The PE data encoding method was used, however, in the 2400 tape series because of its self-clocking property, which improved the linear density up to 1600 bpi. The erasure-channel correction was not used, but the single-track correction system was employed. The PE code was used until the introduction in 1973 of the 3420 tape series Models IV, VI, and VIII, which used a (4,5) run-length code [43] for data encoding. This code has better (69% vs. 50%) recording density efficiency than the PE code. For these models a new code called group-coded recording (GCR), with a more powerful error-correction system, was also invented by IBM engineers [44, 45]. Significant progress has been made with this code, pushing the linear density from 1600 to 6250 bpi. The GCR code became the U.S. industry standard as well.

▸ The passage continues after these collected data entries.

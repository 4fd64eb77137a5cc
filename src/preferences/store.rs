//! Persistent key/value backends

use serde::{Deserialize, Serialize};
use std::collections::BTreeMap;
use std::path::{Path, PathBuf};
use std::sync::{Mutex, MutexGuard, PoisonError};

use crate::error::Result;

/// A stored setting
#[derive(Debug, Clone, PartialEq, Serialize, Deserialize)]
#[serde(untagged)]
pub enum SettingValue {
    Bool(bool),
    Int(i64),
    Double(f64),
    Text(String),
}

impl SettingValue {
    pub fn as_bool(&self) -> Option<bool> {
        match self {
            SettingValue::Bool(value) => Some(*value),
            _ => None,
        }
    }

    pub fn as_int(&self) -> Option<i64> {
        match self {
            SettingValue::Int(value) => Some(*value),
            _ => None,
        }
    }

    /// Integers widen to doubles
    pub fn as_double(&self) -> Option<f64> {
        match self {
            SettingValue::Double(value) => Some(*value),
            SettingValue::Int(value) => Some(*value as f64),
            _ => None,
        }
    }

    pub fn as_text(&self) -> Option<&str> {
        match self {
            SettingValue::Text(value) => Some(value),
            _ => None,
        }
    }
}

/// Typed get/set/remove/clear over a persistent key/value store
pub trait SettingsStore: Send + Sync {
    fn get(&self, key: &str) -> Option<SettingValue>;

    fn set(&self, key: &str, value: SettingValue) -> Result<()>;

    fn remove(&self, key: &str) -> Result<()>;

    fn clear(&self) -> Result<()>;

    fn contains_key(&self, key: &str) -> bool {
        self.get(key).is_some()
    }
}

type Entries = BTreeMap<String, SettingValue>;

fn lock(entries: &Mutex<Entries>) -> MutexGuard<'_, Entries> {
    entries.lock().unwrap_or_else(PoisonError::into_inner)
}

/// Settings that live as long as the process
#[derive(Debug, Default)]
pub struct MemorySettings {
    entries: Mutex<Entries>,
}

impl MemorySettings {
    pub fn new() -> Self {
        Self::default()
    }
}

impl SettingsStore for MemorySettings {
    fn get(&self, key: &str) -> Option<SettingValue> {
        lock(&self.entries).get(key).cloned()
    }

    fn set(&self, key: &str, value: SettingValue) -> Result<()> {
        lock(&self.entries).insert(key.to_string(), value);
        Ok(())
    }

    fn remove(&self, key: &str) -> Result<()> {
        lock(&self.entries).remove(key);
        Ok(())
    }

    fn clear(&self) -> Result<()> {
        lock(&self.entries).clear();
        Ok(())
    }
}

/// Settings kept in one JSON object on disk, written through on every change
#[derive(Debug)]
pub struct JsonFileSettings {
    path: PathBuf,
    entries: Mutex<Entries>,
}

impl JsonFileSettings {
    /// Open `path`, starting empty when the file does not exist yet
    pub fn open(path: impl AsRef<Path>) -> Result<Self> {
        let path = path.as_ref().to_path_buf();
        let entries = match std::fs::read(&path) {
            Ok(bytes) if bytes.is_empty() => Entries::new(),
            Ok(bytes) => serde_json::from_slice(&bytes)?,
            Err(e) if e.kind() == std::io::ErrorKind::NotFound => Entries::new(),
            Err(e) => return Err(e.into()),
        };
        log::debug!("opened settings at {} ({} keys)", path.display(), entries.len());
        Ok(Self {
            path,
            entries: Mutex::new(entries),
        })
    }

    pub fn path(&self) -> &Path {
        &self.path
    }

    fn write(&self, entries: &Entries) -> Result<()> {
        let bytes = serde_json::to_vec_pretty(entries)?;
        std::fs::write(&self.path, bytes)?;
        Ok(())
    }
}

impl SettingsStore for JsonFileSettings {
    fn get(&self, key: &str) -> Option<SettingValue> {
        lock(&self.entries).get(key).cloned()
    }

    fn set(&self, key: &str, value: SettingValue) -> Result<()> {
        let mut entries = lock(&self.entries);
        entries.insert(key.to_string(), value);
        self.write(&entries)
    }

    fn remove(&self, key: &str) -> Result<()> {
        let mut entries = lock(&self.entries);
        if entries.remove(key).is_some() {
            self.write(&entries)?;
        }
        Ok(())
    }

    fn clear(&self) -> Result<()> {
        let mut entries = lock(&self.entries);
        entries.clear();
        self.write(&entries)
    }
}
//! Email/password authentication and the current session

mod session;
mod types;

use async_trait::async_trait;
use reqwest::Client;
use serde_json::json;
use std::sync::{Arc, Mutex, MutexGuard, PoisonError};

use crate::config::ClientOptions;
use crate::error::{Error, Result};
use crate::fetch::Fetch;
use crate::preferences::{SettingValue, SettingsStore};

pub use session::*;
pub use types::AuthUser;
use types::{parse_expires_in, PasswordCredentials, RefreshResponse, SignInResponse};

/// Settings key the persisted session lives under
pub const SESSION_KEY: &str = "auth_session";

/// Anything that can tell who is signed in right now
#[async_trait]
pub trait SessionSource: Send + Sync {
    /// The active, unexpired session, if any
    async fn current_session(&self) -> Option<Session>;

    async fn current_user(&self) -> Option<AuthUser> {
        self.current_session().await.map(|session| session.user)
    }
}

/// Signs users in and out
#[async_trait]
pub trait Authenticator: Send + Sync {
    async fn sign_in(&self, email: &str, password: &str) -> Result<AuthUser>;

    async fn sign_out(&self) -> Result<()>;
}

/// Client for the identity REST API
pub struct Auth {
    /// The project API key
    key: String,

    /// HTTP client used for requests
    client: Client,

    /// The current session
    session: Arc<Mutex<Option<Session>>>,

    /// Where sessions are persisted, when enabled
    store: Option<Arc<dyn SettingsStore>>,

    /// Client options
    options: ClientOptions,
}

impl Auth {
    /// Create a new Auth client
    pub fn new(key: &str, client: Client, options: ClientOptions) -> Self {
        Self {
            key: key.to_string(),
            client,
            session: Arc::new(Mutex::new(None)),
            store: None,
            options,
        }
    }

    /// Persist sessions into `store` (only when `persist_session` is set)
    pub fn with_store(mut self, store: Arc<dyn SettingsStore>) -> Self {
        if self.options.persist_session {
            self.store = Some(store);
        }
        self
    }

    fn lock(&self) -> MutexGuard<'_, Option<Session>> {
        self.session.lock().unwrap_or_else(PoisonError::into_inner)
    }

    fn accounts_url(&self, action: &str) -> String {
        format!("{}/v1/accounts:{}", self.options.auth_url, action)
    }

    async fn password_request(&self, action: &str, email: &str, password: &str) -> Result<Session> {
        let url = self.accounts_url(action);
        let body = PasswordCredentials {
            email,
            password,
            return_secure_token: true,
        };

        let response = Fetch::post(&self.client, &url)
            .query("key", &self.key)
            .timeout(self.options.request_timeout)
            .json(&body)?
            .execute::<SignInResponse>()
            .await
            .map_err(into_auth_error)?;

        let user = AuthUser {
            uid: response.local_id,
            email: response.email.or_else(|| Some(email.to_string())),
            display_name: response.display_name.filter(|name| !name.is_empty()),
        };
        let session = Session::new(
            response.id_token,
            response.refresh_token,
            user,
            parse_expires_in(&response.expires_in),
        );
        self.set_session(session.clone());
        Ok(session)
    }

    /// Sign in a user with email and password
    pub async fn sign_in_with_password(&self, email: &str, password: &str) -> Result<Session> {
        let session = self
            .password_request("signInWithPassword", email, password)
            .await?;
        log::info!("signed in as {}", session.uid());
        Ok(session)
    }

    /// Sign up a new user with email and password
    pub async fn sign_up(&self, email: &str, password: &str) -> Result<Session> {
        let session = self.password_request("signUp", email, password).await?;
        log::info!("created account {}", session.uid());
        Ok(session)
    }

    /// Exchange the refresh token for a new id token
    pub async fn refresh_session(&self) -> Result<Session> {
        let current = self.get_session().ok_or(Error::Unauthenticated)?;
        let url = format!("{}/v1/token", self.options.token_url);

        let response = Fetch::post(&self.client, &url)
            .query("key", &self.key)
            .timeout(self.options.request_timeout)
            .json(&json!({
                "grant_type": "refresh_token",
                "refresh_token": current.refresh_token,
            }))?
            .execute::<RefreshResponse>()
            .await
            .map_err(into_auth_error)?;

        if response.user_id != current.user.uid {
            return Err(Error::auth("refreshed token belongs to another user"));
        }

        let session = Session::new(
            response.id_token,
            response.refresh_token,
            current.user,
            parse_expires_in(&response.expires_in),
        );
        self.set_session(session.clone());
        log::debug!("refreshed session for {}", session.uid());
        Ok(session)
    }

    /// Forget the current session
    pub fn sign_out_local(&self) {
        *self.lock() = None;
        if let Some(store) = &self.store {
            if let Err(e) = store.remove(SESSION_KEY) {
                log::warn!("could not remove persisted session: {}", e);
            }
        }
    }

    /// Get the current session, expired or not
    pub fn get_session(&self) -> Option<Session> {
        self.lock().clone()
    }

    /// Set the session
    pub fn set_session(&self, session: Session) {
        if let Some(store) = &self.store {
            match serde_json::to_string(&session) {
                Ok(text) => {
                    if let Err(e) = store.set(SESSION_KEY, SettingValue::Text(text)) {
                        log::warn!("could not persist session: {}", e);
                    }
                }
                Err(e) => log::warn!("could not encode session: {}", e),
            }
        }
        *self.lock() = Some(session);
    }

    /// Load a previously persisted session into memory
    pub fn restore_session(&self) -> Option<Session> {
        let store = self.store.as_ref()?;
        let text = match store.get(SESSION_KEY) {
            Some(SettingValue::Text(text)) => text,
            _ => return None,
        };
        match serde_json::from_str::<Session>(&text) {
            Ok(session) => {
                *self.lock() = Some(session.clone());
                Some(session)
            }
            Err(e) => {
                log::warn!("discarding unreadable persisted session: {}", e);
                None
            }
        }
    }
}

fn into_auth_error(error: Error) -> Error {
    match error {
        Error::Api { message, .. } => Error::Auth(message),
        other => other,
    }
}

#[async_trait]
impl SessionSource for Auth {
    async fn current_session(&self) -> Option<Session> {
        let session = self.get_session()?;
        if !session.is_expired() {
            return Some(session);
        }
        if !self.options.auto_refresh_token {
            return None;
        }
        match self.refresh_session().await {
            Ok(session) => Some(session),
            Err(e) => {
                log::warn!("session expired and could not be refreshed: {}", e);
                None
            }
        }
    }
}

#[async_trait]
impl Authenticator for Auth {
    async fn sign_in(&self, email: &str, password: &str) -> Result<AuthUser> {
        self.sign_in_with_password(email, password)
            .await
            .map(|session| session.user)
    }

    async fn sign_out(&self) -> Result<()> {
        self.sign_out_local();
        Ok(())
    }
}

/// A session set by hand, for offline use and tests
#[derive(Debug, Default)]
pub struct StaticSession {
    session: Mutex<Option<Session>>,
}

impl StaticSession {
    pub fn signed_out() -> Self {
        Self::default()
    }

    /// A long-lived session for `uid`
    pub fn signed_in(uid: &str, email: Option<&str>) -> Self {
        let session = StaticSession::default();
        session.set(Some(Session::new(
            format!("static-{}", uid),
            String::new(),
            AuthUser::new(uid, email),
            i64::from(u32::MAX),
        )));
        session
    }

    pub fn set(&self, session: Option<Session>) {
        *self.session.lock().unwrap_or_else(PoisonError::into_inner) = session;
    }
}

#[async_trait]
impl SessionSource for StaticSession {
    async fn current_session(&self) -> Option<Session> {
        self.session
            .lock()
            .unwrap_or_else(PoisonError::into_inner)
            .clone()
            .filter(|session| !session.is_expired())
    }
}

GCR enables the nine-track system to correct any twotrack failure with a real-time pointer [46] and any singletrack failure without a pointer. The GCR system has also helped move the data rate up to 1.25 megabytes per second. The error-recovery technique of the tape control unit also provides error-detection and re-read capability to take care of intermittent errors during the read process. In addition to the GCR code, there is a two-8-bit CRC at the end of each record for extra detection capability [47].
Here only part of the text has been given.